*** Block opens ***

//! Two cascading LRUs: DRAM backed by a Flash victim cache (spec §4.11).
//!
//! Grounded on `original_source/src/victim_cache.cpp`. Simplest of the
//! tiered engines: no flashiness scoring, no credits, no blocks — an item
//! evicted from DRAM always lands at the front of Flash, and a hit in
//! either tier lifts the item back to DRAM front, cascading the same
//! DRAM-overflow-into-Flash rule recursively (here, iteratively).

use crate::collections::HashMap;
use crate::config::VictimCacheConfig;
use crate::error::PolicyError;
use crate::list::IdList;
use crate::policy::{Outcome, Policy};
use crate::request::Request;
use crate::stats::Stats;

#[derive(Debug, Clone, Copy)]
struct Item {
    size: u64,
    in_dram: bool,
}

/// DRAM LRU backed by a Flash LRU victim cache.
#[derive(Debug)]
pub struct VictimCache {
    config: VictimCacheConfig,
    items: HashMap<u32, Item>,
    dram: IdList,
    flash: IdList,
    dram_bytes: u64,
    flash_bytes: u64,
    stats: Stats,
}

impl VictimCache {
    /// Builds an empty victim cache with the given configuration.
    pub fn new(config: VictimCacheConfig) -> Self {
        Self {
            config,
            items: HashMap::default(),
            dram: IdList::new(),
            flash: IdList::new(),
            dram_bytes: 0,
            flash_bytes: 0,
            stats: Stats::new(),
        }
    }

    fn evict_flash_tail(&mut self) {
        if let Some(victim) = self.flash.pop_back() {
            let item = self.items.remove(&victim).expect("flash/index desync");
            self.flash_bytes -= item.size;
            self.stats.record_eviction(item.size);
        }
    }

    /// Pushes `kid` to Flash front, cascading an eviction if Flash
    /// overflows.
    fn push_flash(&mut self, kid: u32, size: u64) {
        while self.flash_bytes + size > self.config.flash_size {
            if self.flash.is_empty() {
                break;
            }
            self.evict_flash_tail();
        }
        self.flash.push_front(kid);
        self.flash_bytes += size;
        self.items.insert(kid, Item { size, in_dram: false });
        self.stats.record_flash_write(size);
    }

    /// Pushes `kid` to DRAM front, cascading any overflowing tail item
    /// down into Flash (which may itself cascade an eviction).
    fn push_dram(&mut self, kid: u32, size: u64) {
        while self.dram_bytes + size > self.config.dram_size {
            let Some(victim) = self.dram.pop_back() else {
                break;
            };
            let item = self.items.remove(&victim).expect("dram/index desync");
            self.dram_bytes -= item.size;
            self.push_flash(victim, item.size);
        }
        self.dram.push_front(kid);
        self.dram_bytes += size;
        self.items.insert(kid, Item { size, in_dram: true });
    }
}

impl Policy for VictimCache {
    fn process_request(&mut self, req: &Request, warmup: bool) -> Result<Outcome, PolicyError> {
        let size = req.size();
        if size > self.config.dram_size {
            return Err(PolicyError::RequestTooLarge {
                kid: req.kid,
                size,
                limit: self.config.dram_size,
            });
        }

        if let Some(item) = self.items.get(&req.kid).copied() {
            if item.size == size {
                let tier_dram = item.in_dram;
                if item.in_dram {
                    self.dram.move_to_front(req.kid);
                } else {
                    self.flash.remove(req.kid);
                    self.flash_bytes -= item.size;
                    self.items.remove(&req.kid);
                    self.push_dram(req.kid, size);
                }
                if !warmup {
                    self.stats.record_hit(Some(tier_dram));
                }
                self.stats.bytes_cached = self.dram_bytes;
                return Ok(Outcome::hit());
            }
            if item.in_dram {
                self.dram.remove(req.kid);
                self.dram_bytes -= item.size;
            } else {
                self.flash.remove(req.kid);
                self.flash_bytes -= item.size;
            }
            self.items.remove(&req.kid);
        }

        self.push_dram(req.kid, size);
        self.stats.bytes_cached = self.dram_bytes;
        if !warmup {
            self.stats.record_miss();
        }
        Ok(Outcome::Miss)
    }

    fn bytes_cached(&self) -> u64 {
        self.dram_bytes + self.flash_bytes
    }

    fn name(&self) -> &'static str {
        "victim_cache"
    }

    fn stats(&self) -> &Stats {
        &self.stats
    }
}

#[cfg(test)]
mod tests {
    use super::*;

    fn req(kid: u32, size: u32) -> Request {
        Request::new(0.0, 0, 0, 0, size, kid)
    }

    #[test]
    fn dram_overflow_cascades_into_flash() {
        let mut c = VictimCache::new(VictimCacheConfig::new(2, 2));
        c.process_request(&req(1, 1), false).unwrap();
        c.process_request(&req(2, 1), false).unwrap();
        c.process_request(&req(3, 1), false).unwrap();
        // 1 should have cascaded out of DRAM into Flash.
        assert!(!c.items[&1].in_dram);
        assert_eq!(c.bytes_cached(), 3);
    }

    #[test]
    fn flash_hit_lifts_item_back_to_dram() {
        let mut c = VictimCache::new(VictimCacheConfig::new(2, 2));
        c.process_request(&req(1, 1), false).unwrap();
        c.process_request(&req(2, 1), false).unwrap();
        c.process_request(&req(3, 1), false).unwrap();
        assert!(!c.items[&1].in_dram);
        let outcome = c.process_request(&req(1, 1), false).unwrap();
        assert_eq!(outcome, Outcome::hit());
        assert!(c.items[&1].in_dram);
    }

    #[test]
    fn total_bytes_never_exceed_dram_plus_flash() {
        let mut c = VictimCache::new(VictimCacheConfig::new(5, 5));
        for kid in 0..50u32 {
            c.process_request(&req(kid, 1), false).unwrap();
            assert!(c.bytes_cached() <= 10);
        }
    }
}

*** Block closes ***

**Task statement**
In the lines above, spot each one that contains the word "PolicyError" and copy it.

**Output for this exercise**
use crate::error::PolicyError;
    fn process_request(&mut self, req: &Request, warmup: bool) -> Result<Outcome, PolicyError> {
            return Err(PolicyError::RequestTooLarge {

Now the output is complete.